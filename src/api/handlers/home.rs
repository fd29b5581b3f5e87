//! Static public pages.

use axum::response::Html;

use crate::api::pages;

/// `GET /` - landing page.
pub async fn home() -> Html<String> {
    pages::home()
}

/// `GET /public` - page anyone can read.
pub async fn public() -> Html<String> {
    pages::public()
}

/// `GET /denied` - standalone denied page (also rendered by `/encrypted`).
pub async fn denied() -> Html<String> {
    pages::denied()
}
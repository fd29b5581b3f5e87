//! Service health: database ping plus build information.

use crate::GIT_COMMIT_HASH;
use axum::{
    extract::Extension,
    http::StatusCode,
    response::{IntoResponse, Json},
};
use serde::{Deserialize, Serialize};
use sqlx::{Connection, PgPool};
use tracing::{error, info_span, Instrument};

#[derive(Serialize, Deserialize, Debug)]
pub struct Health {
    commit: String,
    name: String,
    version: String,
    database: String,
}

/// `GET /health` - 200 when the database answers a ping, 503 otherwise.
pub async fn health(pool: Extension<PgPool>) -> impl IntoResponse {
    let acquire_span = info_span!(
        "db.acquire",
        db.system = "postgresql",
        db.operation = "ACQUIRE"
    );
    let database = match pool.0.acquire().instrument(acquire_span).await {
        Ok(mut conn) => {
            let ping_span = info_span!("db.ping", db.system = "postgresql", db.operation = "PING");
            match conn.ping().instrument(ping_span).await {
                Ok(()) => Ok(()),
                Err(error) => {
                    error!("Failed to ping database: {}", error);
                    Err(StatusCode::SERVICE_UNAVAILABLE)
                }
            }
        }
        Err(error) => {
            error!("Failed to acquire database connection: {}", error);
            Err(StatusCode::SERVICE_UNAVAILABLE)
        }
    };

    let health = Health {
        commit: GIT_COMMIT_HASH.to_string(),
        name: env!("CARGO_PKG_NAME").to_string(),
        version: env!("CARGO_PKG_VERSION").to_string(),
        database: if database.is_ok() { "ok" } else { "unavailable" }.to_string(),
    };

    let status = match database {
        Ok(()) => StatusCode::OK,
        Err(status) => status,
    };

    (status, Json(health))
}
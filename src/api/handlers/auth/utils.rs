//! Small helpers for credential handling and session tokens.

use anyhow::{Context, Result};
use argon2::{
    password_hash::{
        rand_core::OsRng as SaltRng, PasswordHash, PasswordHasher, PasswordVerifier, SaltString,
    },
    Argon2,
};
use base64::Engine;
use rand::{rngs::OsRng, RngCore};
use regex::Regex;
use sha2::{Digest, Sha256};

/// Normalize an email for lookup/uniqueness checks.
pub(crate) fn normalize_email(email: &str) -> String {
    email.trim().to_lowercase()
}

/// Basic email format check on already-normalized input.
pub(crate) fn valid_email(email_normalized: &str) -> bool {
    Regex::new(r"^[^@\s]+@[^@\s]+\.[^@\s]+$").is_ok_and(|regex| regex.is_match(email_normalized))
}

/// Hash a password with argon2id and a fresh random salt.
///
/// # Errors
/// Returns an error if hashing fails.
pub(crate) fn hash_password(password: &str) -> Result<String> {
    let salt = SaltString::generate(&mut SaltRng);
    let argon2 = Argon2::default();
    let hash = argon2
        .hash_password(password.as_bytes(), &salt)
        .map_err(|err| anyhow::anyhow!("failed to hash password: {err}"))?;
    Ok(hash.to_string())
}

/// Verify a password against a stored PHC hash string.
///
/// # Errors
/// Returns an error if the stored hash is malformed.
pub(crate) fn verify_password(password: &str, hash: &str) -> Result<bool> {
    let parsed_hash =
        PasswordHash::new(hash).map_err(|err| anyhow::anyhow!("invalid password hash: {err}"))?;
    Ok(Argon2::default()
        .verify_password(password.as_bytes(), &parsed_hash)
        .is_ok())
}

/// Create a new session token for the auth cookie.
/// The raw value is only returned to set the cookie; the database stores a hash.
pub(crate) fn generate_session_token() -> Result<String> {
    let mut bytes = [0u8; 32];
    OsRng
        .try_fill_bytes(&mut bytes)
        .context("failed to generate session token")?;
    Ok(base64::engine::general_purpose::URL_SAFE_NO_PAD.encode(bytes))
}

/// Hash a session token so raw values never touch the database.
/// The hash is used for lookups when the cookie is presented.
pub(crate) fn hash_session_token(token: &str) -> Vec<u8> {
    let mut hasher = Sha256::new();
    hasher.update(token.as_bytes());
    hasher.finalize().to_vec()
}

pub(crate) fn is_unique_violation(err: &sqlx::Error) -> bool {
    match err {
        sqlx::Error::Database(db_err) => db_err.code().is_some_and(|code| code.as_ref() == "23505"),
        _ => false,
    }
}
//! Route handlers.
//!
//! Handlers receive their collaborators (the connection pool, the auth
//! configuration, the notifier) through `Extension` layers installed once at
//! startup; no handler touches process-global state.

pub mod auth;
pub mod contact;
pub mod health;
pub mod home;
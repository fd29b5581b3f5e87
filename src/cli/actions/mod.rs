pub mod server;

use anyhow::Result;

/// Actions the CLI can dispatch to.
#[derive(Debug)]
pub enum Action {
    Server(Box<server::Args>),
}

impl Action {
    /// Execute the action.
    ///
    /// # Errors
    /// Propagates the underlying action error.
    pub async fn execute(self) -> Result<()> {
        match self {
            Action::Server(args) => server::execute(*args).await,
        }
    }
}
=======
Print the entries again so that each one matches exactly.

filename src/api/handlers/home.rs
repository fd29b5581b3f5e87
//! Static public pages.

use axum::response::Html;

use crate::api::pages;

/// `GET /` - landing page.
pub async fn home() -> Html<String> {
    pages::home()
}

/// `GET /public` - page anyone can read.
pub async fn public() -> Html<String> {
    pages::public()
}

/// `GET /denied` - standalone denied page (also rendered by `/encrypted`).
pub async fn denied() -> Html<String> {
    pages::denied()
}
repository fd29b5581b3f5e87
//! Service health: database ping plus build information.

use crate::GIT_COMMIT_HASH;
use axum::{
    extract::Extension,
    http::StatusCode,
    response::{IntoResponse, Json},
};
use serde::{Deserialize, Serialize};
use sqlx::{Connection, PgPool};
use tracing::{error, info_span, Instrument};

#[derive(Serialize, Deserialize, Debug)]
pub struct Health {
    commit: String,
    name: String,
    version: String,
    database: String,
}

/// `GET /health` - 200 when the database answers a ping, 503 otherwise.
pub async fn health(pool: Extension<PgPool>) -> impl IntoResponse {
    let acquire_span = info_span!(
        "db.acquire",
        db.system = "postgresql",
        db.operation = "ACQUIRE"
    );
    let database = match pool.0.acquire().instrument(acquire_span).await {
        Ok(mut conn) => {
            let ping_span = info_span!("db.ping", db.system = "postgresql", db.operation = "PING");
            match conn.ping().instrument(ping_span).await {
                Ok(()) => Ok(()),
                Err(error) => {
                    error!("Failed to ping database: {}", error);
                    Err(StatusCode::SERVICE_UNAVAILABLE)
                }
            }
        }
        Err(error) => {
            error!("Failed to acquire database connection: {}", error);
            Err(StatusCode::SERVICE_UNAVAILABLE)
        }
    };

    let health = Health {
        commit: GIT_COMMIT_HASH.to_string(),
        name: env!("CARGO_PKG_NAME").to_string(),
        version: env!("CARGO_PKG_VERSION").to_string(),
        database: if database.is_ok() { "ok" } else { "unavailable" }.to_string(),
    };

    let status = match database {
        Ok(()) => StatusCode::OK,
        Err(status) => status,
    };

    (status, Json(health))
}
filename src/api/handlers/auth/utils.rs
//! Small helpers for credential handling and session tokens.

use anyhow::{Context, Result};
use argon2::{
    password_hash::{
        rand_core::OsRng as SaltRng, PasswordHash, PasswordHasher, PasswordVerifier, SaltString,
    },
    Argon2,
};
use base64::Engine;
use rand::{rngs::OsRng, RngCore};
use regex::Regex;
use sha2::{Digest, Sha256};

/// Normalize an email for lookup/uniqueness checks.
pub(crate) fn normalize_email(email: &str) -> String {
    email.trim().to_lowercase()
}

/// Basic email format check on already-normalized input.
pub(crate) fn valid_email(email_normalized: &str) -> bool {
    Regex::new(r"^[^@\s]+@[^@\s]+\.[^@\s]+$").is_ok_and(|regex| regex.is_match(email_normalized))
}

/// Hash a password with argon2id and a fresh random salt.
///
/// # Errors
/// Returns an error if hashing fails.
pub(crate) fn hash_password(password: &str) -> Result<String> {
    let salt = SaltString::generate(&mut SaltRng);
    let argon2 = Argon2::default();
    let hash = argon2
        .hash_password(password.as_bytes(), &salt)
        .map_err(|err| anyhow::anyhow!("failed to hash password: {err}"))?;
    Ok(hash.to_string())
}

/// Verify a password against a stored PHC hash string.
///
/// # Errors
/// Returns an error if the stored hash is malformed.
pub(crate) fn verify_password(password: &str, hash: &str) -> Result<bool> {
    let parsed_hash =
        PasswordHash::new(hash).map_err(|err| anyhow::anyhow!("invalid password hash: {err}"))?;
    Ok(Argon2::default()
        .verify_password(password.as_bytes(), &parsed_hash)
        .is_ok())
}

/// Create a new session token for the auth cookie.
/// The raw value is only returned to set the cookie; the database stores a hash.
pub(crate) fn generate_session_token() -> Result<String> {
    let mut bytes = [0u8; 32];
    OsRng
        .try_fill_bytes(&mut bytes)
        .context("failed to generate session token")?;
    Ok(base64::engine::general_purpose::URL_SAFE_NO_PAD.encode(bytes))
}

/// Hash a session token so raw values never touch the database.
/// The hash is used for lookups when the cookie is presented.
pub(crate) fn hash_session_token(token: &str) -> Vec<u8> {
    let mut hasher = Sha256::new();
    hasher.update(token.as_bytes());
    hasher.finalize().to_vec()
}

pub(crate) fn is_unique_violation(err: &sqlx::Error) -> bool {
    match err {
        sqlx::Error::Database(db_err) => db_err.code().is_some_and(|code| code.as_ref() == "23505"),
        _ => false,
    }
}
//! Route handlers.
//!
//! Handlers receive their collaborators (the connection pool, the auth
//! configuration, the notifier) through `Extension` layers installed once at
//! startup; no handler touches process-global state.

pub mod auth;
pub mod contact;
pub mod health;
pub mod home;
repository fd29b5581b3f5e87
filename src/cli/actions/mod.rs
pub mod server;

use anyhow::Result;

/// Actions the CLI can dispatch to.
#[derive(Debug)]
pub enum Action {
    Server(Box<server::Args>),
}

impl Action {
    /// Execute the action.
    ///
    /// # Errors
    /// Propagates the underlying action error.
    pub async fn execute(self) -> Result<()> {
        match self {
            Action::Server(args) => server::execute(*args).await,
        }
    }
}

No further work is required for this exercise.